Nature supports every economy on earth, yet it is still one of the most underfunded asset classes in institutional investing. Here’s why that is starting to change/

Every economy depends on a foundation that rarely shows up on a balance sheet. Forests filter water. Soil grows food. Wetlands prevent floods. Ecosystems regulate climate. These services have enormous economic value, but for most of financial history, we have taken them for granted.

Natural capital is the attempt to correct that. It means treating nature as the productive assets they genuinely are, measuring their value, and managing them accordingly.
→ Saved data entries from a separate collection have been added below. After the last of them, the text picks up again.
//! # Candidate Input Loading
//!
//! Reads block trees from disk. `.yaml`/`.yml` files are parsed as YAML and
//! converted to the equivalent JSON value tree; everything else is parsed
//! as JSON.

use std::path::Path;

use serde_json::Value;
use thiserror::Error;

/// Error while reading a candidate document.
#[derive(Error, Debug)]
pub enum InputError {
    /// The file could not be read or parsed.
    #[error("document load error for '{path}': {reason}")]
    Load {
        /// Path of the file.
        path: String,
        /// What went wrong.
        reason: String,
    },
}

impl InputError {
    fn load(path: &Path, reason: String) -> Self {
        Self::Load {
            path: path.display().to_string(),
            reason,
        }
    }
}

/// Load a JSON or YAML file as a JSON value, choosing the parser by
/// extension.
pub fn load_document(path: &Path) -> Result<Value, InputError> {
    let content = std::fs::read_to_string(path)
        .map_err(|e| InputError::load(path, format!("cannot read file: {e}")))?;

    let ext = path.extension().and_then(|e| e.to_str()).unwrap_or("");
    match ext {
        "yaml" | "yml" => parse_yaml(&content).map_err(|reason| InputError::load(path, reason)),
        _ => serde_json::from_str(&content)
            .map_err(|e| InputError::load(path, format!("invalid JSON: {e}"))),
    }
}

/// Parse YAML text into a JSON value.
pub fn parse_yaml(content: &str) -> Result<Value, String> {
    let yaml: serde_yaml::Value =
        serde_yaml::from_str(content).map_err(|e| format!("invalid YAML: {e}"))?;
    yaml_to_json_value(&yaml).map_err(|e| format!("YAML-to-JSON conversion failed: {e}"))
}

/// Convert a `serde_yaml::Value` to a `serde_json::Value`.
///
/// Block trees only use the JSON-compatible subset of YAML. Tags are
/// dropped; non-string scalar keys are stringified.
pub fn yaml_to_json_value(yaml: &serde_yaml::Value) -> Result<Value, String> {
    use serde_yaml::Value as Yaml;

    Ok(match yaml {
        Yaml::Null => Value::Null,
        Yaml::Bool(b) => Value::Bool(*b),
        Yaml::Number(n) => Value::Number(json_number(n)?),
        Yaml::String(s) => Value::String(s.clone()),
        Yaml::Sequence(items) => Value::Array(
            items
                .iter()
                .map(yaml_to_json_value)
                .collect::<Result<_, _>>()?,
        ),
        Yaml::Mapping(entries) => Value::Object(
            entries
                .iter()
                .map(|(k, v)| Ok((json_key(k)?, yaml_to_json_value(v)?)))
                .collect::<Result<_, String>>()?,
        ),
        Yaml::Tagged(tagged) => yaml_to_json_value(&tagged.value)?,
    })
}

// Unsigned first, so ordinals stay `u64` for discriminant reads.
fn json_number(n: &serde_yaml::Number) -> Result<serde_json::Number, String> {
    if let Some(u) = n.as_u64() {
        return Ok(u.into());
    }
    if let Some(i) = n.as_i64() {
        return Ok(i.into());
    }
    n.as_f64()
        .and_then(serde_json::Number::from_f64)
        .ok_or_else(|| format!("number {n} has no JSON representation"))
}

fn json_key(key: &serde_yaml::Value) -> Result<String, String> {
    match key {
        serde_yaml::Value::String(s) => Ok(s.clone()),
        serde_yaml::Value::Number(n) => Ok(n.to_string()),
        serde_yaml::Value::Bool(b) => Ok(b.to_string()),
        other => Err(format!("unsupported YAML map key: {other:?}")),
    }
}

#[cfg(test)]
mod tests {
    use super::*;
    use serde_json::json;

    #[test]
    fn test_yaml_block_converts() {
        let value = parse_yaml(
            "type: Heading\ndata:\n  content: Hi\n  size: 1\n",
        )
        .unwrap();
        assert_eq!(value, json!({"type": "Heading", "data": {"content": "Hi", "size": 1}}));
    }

    #[test]
    fn test_numeric_discriminant_stays_unsigned() {
        let value = parse_yaml("type: 5\n").unwrap();
        assert!(value["type"].is_u64());
    }

    #[test]
    fn test_scalar_keys_stringified() {
        let value = parse_yaml("1: one\ntrue: yes\n").unwrap();
        assert_eq!(value, json!({"1": "one", "true": "yes"}));
    }

    #[test]
    fn test_non_finite_float_rejected() {
        let err = parse_yaml("size: .nan\n").unwrap_err();
        assert!(err.contains("no JSON representation"));
    }

    #[test]
    fn test_non_scalar_key_rejected() {
        let err = parse_yaml("? [a, b]\n: 1\n").unwrap_err();
        assert!(err.contains("unsupported YAML map key"));
    }

    #[test]
    fn test_load_document_by_extension() {
        let dir = tempfile::tempdir().unwrap();
        let yaml = dir.path().join("tree.yml");
        std::fs::write(&yaml, "type: Text\n").unwrap();
        let json = dir.path().join("tree.json");
        std::fs::write(&json, r#"{"type": "Text"}"#).unwrap();

        assert_eq!(load_document(&yaml).unwrap(), load_document(&json).unwrap());
    }

    #[test]
    fn test_load_document_reports_path() {
        let dir = tempfile::tempdir().unwrap();
        let path = dir.path().join("broken.json");
        std::fs::write(&path, "{not json").unwrap();
        let err = load_document(&path).unwrap_err();
        let msg = err.to_string();
        assert!(msg.contains("broken.json"));
        assert!(msg.contains("invalid JSON"));
    }
}
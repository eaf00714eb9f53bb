//! # Taxonomy v3
//!
//! Adds indirection and grouping: `Root` (an identified, taggable tree that
//! `Ref` blocks point at), `Ref` (a by-identifier pointer to a root) and
//! `Group` (a data-less container of any blocks). The document revision is
//! no longer a block; revisions are records that point at a root id.
//!
//! `Ref.data.id` is a named lookup, never a child: validation does not
//! follow it.
//!
//! | Code | Kind |
//! |------|------|
//! | 0 | Document (reserved, no shape) |
//! | 1 | Root |
//! | 2 | Ref |
//! | 3 | Text |
//! | 4 | Link |
//! | 5 | Heading |
//! | 6 | Paragraph |
//! | 7 | Quote |
//! | 8 | List |
//! | 9 | Table |
//! | 10 | Image |
//! | 11 | Alert (reserved, no shape) |
//! | 12 | Group |

use serde::{Deserialize, Serialize};

use super::{
    FieldDefinition, FieldType, Taxonomy, UnionDefinition, VariantDefinition, VariantKind,
    ANY_UNION, INLINE_UNION,
};
use crate::version::TaxonomyVersion;

/// Marker for the v3 taxonomy.
#[derive(Debug, Clone, Copy)]
pub struct V3;

/// Block kinds of taxonomy v3.
#[derive(Debug, Clone, Copy, PartialEq, Eq, Hash, Serialize, Deserialize)]
pub enum BlockKind {
    /// Identified tree root, target of `Ref`.
    Root,
    /// Pointer to a root by id.
    Ref,
    /// Formatted text run.
    Text,
    /// Formatted hyperlink.
    Link,
    /// Section heading.
    Heading,
    /// Paragraph of inline blocks.
    Paragraph,
    /// Quotation of inline blocks.
    Quote,
    /// List of inline blocks.
    List,
    /// Grid of inline cells.
    Table,
    /// Image with dimensions.
    Image,
    /// Data-less container of any blocks.
    Group,
}

impl VariantKind for BlockKind {
    fn all() -> &'static [Self] {
        &[
            Self::Root,
            Self::Ref,
            Self::Text,
            Self::Link,
            Self::Heading,
            Self::Paragraph,
            Self::Quote,
            Self::List,
            Self::Table,
            Self::Image,
            Self::Group,
        ]
    }

    fn schema_name(self) -> &'static str {
        match self {
            Self::Root => "root",
            Self::Ref => "ref",
            Self::Text => "text",
            Self::Link => "link",
            Self::Heading => "heading",
            Self::Paragraph => "paragraph",
            Self::Quote => "quote",
            Self::List => "list",
            Self::Table => "table",
            Self::Image => "image",
            Self::Group => "group",
        }
    }

    fn tag(self) -> &'static str {
        match self {
            Self::Root => "Root",
            Self::Ref => "Ref",
            Self::Text => "Text",
            Self::Link => "Link",
            Self::Heading => "Heading",
            Self::Paragraph => "Paragraph",
            Self::Quote => "Quote",
            Self::List => "List",
            Self::Table => "Table",
            Self::Image => "Image",
            Self::Group => "Group",
        }
    }

    fn code(self) -> u64 {
        match self {
            Self::Root => 1,
            Self::Ref => 2,
            Self::Text => 3,
            Self::Link => 4,
            Self::Heading => 5,
            Self::Paragraph => 6,
            Self::Quote => 7,
            Self::List => 8,
            Self::Table => 9,
            Self::Image => 10,
            Self::Group => 12,
        }
    }

    fn definition(self) -> VariantDefinition {
        let base = VariantDefinition::new(TaxonomyVersion::V3, self.tag(), self.code());
        match self {
            Self::Root => base
                .with_id()
                .field(FieldDefinition::optional(
                    "tags",
                    FieldType::list(FieldType::String),
                ))
                .children(ANY_UNION),
            Self::Ref => base.data_field(FieldDefinition::required("id", FieldType::String)),
            Self::Text => base
                .with_format()
                .data_field(FieldDefinition::required("content", FieldType::String)),
            Self::Link => base
                .with_format()
                .data_field(FieldDefinition::required("content", FieldType::String))
                .data_field(FieldDefinition::required("href", FieldType::String)),
            Self::Heading => base
                .data_field(FieldDefinition::required("content", FieldType::String))
                .data_field(FieldDefinition::required("size", FieldType::Number)),
            Self::Paragraph | Self::Quote => base.children(INLINE_UNION),
            Self::List => base
                .data_field(FieldDefinition::required("ordered", FieldType::Boolean))
                .children(INLINE_UNION),
            Self::Table => base
                .data_field(FieldDefinition::required(
                    "columns",
                    FieldType::list(FieldType::block(INLINE_UNION)),
                ))
                .data_field(FieldDefinition::required(
                    "rows",
                    FieldType::list(FieldType::list(FieldType::block(INLINE_UNION))),
                )),
            Self::Image => base
                .data_field(FieldDefinition::required("src", FieldType::String))
                .data_field(FieldDefinition::required("width", FieldType::Number))
                .data_field(FieldDefinition::required("height", FieldType::Number)),
            Self::Group => base.children(ANY_UNION),
        }
    }
}

impl Taxonomy for V3 {
    const VERSION: TaxonomyVersion = TaxonomyVersion::V3;
    type Kind = BlockKind;

    fn unions() -> Vec<(&'static str, UnionDefinition)> {
        vec![
            (INLINE_UNION, UnionDefinition::of(Self::VERSION, &["text", "link"])),
            (
                ANY_UNION,
                UnionDefinition::of(
                    Self::VERSION,
                    &[
                        "root",
                        "ref",
                        "text",
                        "link",
                        "heading",
                        "paragraph",
                        "quote",
                        "list",
                        "table",
                        "image",
                    ],
                ),
            ),
        ]
    }
}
Forests & Timberland Carbon stores, biodiversity habitats, sustainable timber supply (~$100B invested globally) [4]
Farmland Food security, soil health, regenerative agriculture returns (~$80B invested globally) [4]
Rivers & Water Systems Flood protection, water security, ecosystem regulation
Soil & Ecosystems Crop productivity, nutrient cycles, long-term land value

The diagram below captures the core problem and the path forward. On the left, the feedback loop we've created: intensive agriculture, deforestation, and chemical reliance driving climate change, biodiversity loss, and soil degradation — all feeding back on each other. Agriculture, forestry, and land-use alone account for 23% of global GHG emissions. On the right, the alternative: a regenerative cycle where improving soil, reducing chemicals, and restoring biodiversity creates compounding benefits. Soil alone, if properly managed, could sequester enough carbon to offset more than four years of global GHG emissions.

Climate change makes this problem worse. Heatwaves, floods, wildfires, droughts, and pest outbreaks are causing more damage to the ecosystems that help regulate our climate. Investing in natural assets now means facing these physical climate risks.

The solution is regenerative and restorative land management: improving soil health, increasing biodiversity, protecting water systems, and reducing chemical inputs. The evidence is growing that this approach doesn't just help the planet, it improves long-term financial returns.

Part 2: The Investment Case

A funding gap measured in hundreds of billions

$700B $100B 0.2%
Annual investment needed to halt biodiversity loss by 2030 [4] Currently invested globally in timberland[1] Share of institutional investment going into natural capital[1]

The charts below make the underallocation problem concrete. In a typical institutional portfolio (left), alternatives which include real assets like farmland and timberland represent just 12% of allocation. In the alternatives slice (right) and natural capital assets account for only 2% of the total. Private equity, by contrast, commands 64%. For an asset class that underpins global food, water, and climate systems, this gap between economic importance and capital allocation is striking and increasingly hard to justify.

So why would a mainstream investor care? The financial logic is sharper than many assume. Natural capital assets tend to behave differently from stocks and bonds during market stress. That low correlation makes them useful portfolio diversifiers. They also offer a structural hedge against inflation, since timber and food prices move with the cost of living.

On top of that, regenerative land management opens new revenue streams: carbon credits, biodiversity credits, and water services. Strong environmental outcomes and strong financial returns are not opposites here. They reinforce each other.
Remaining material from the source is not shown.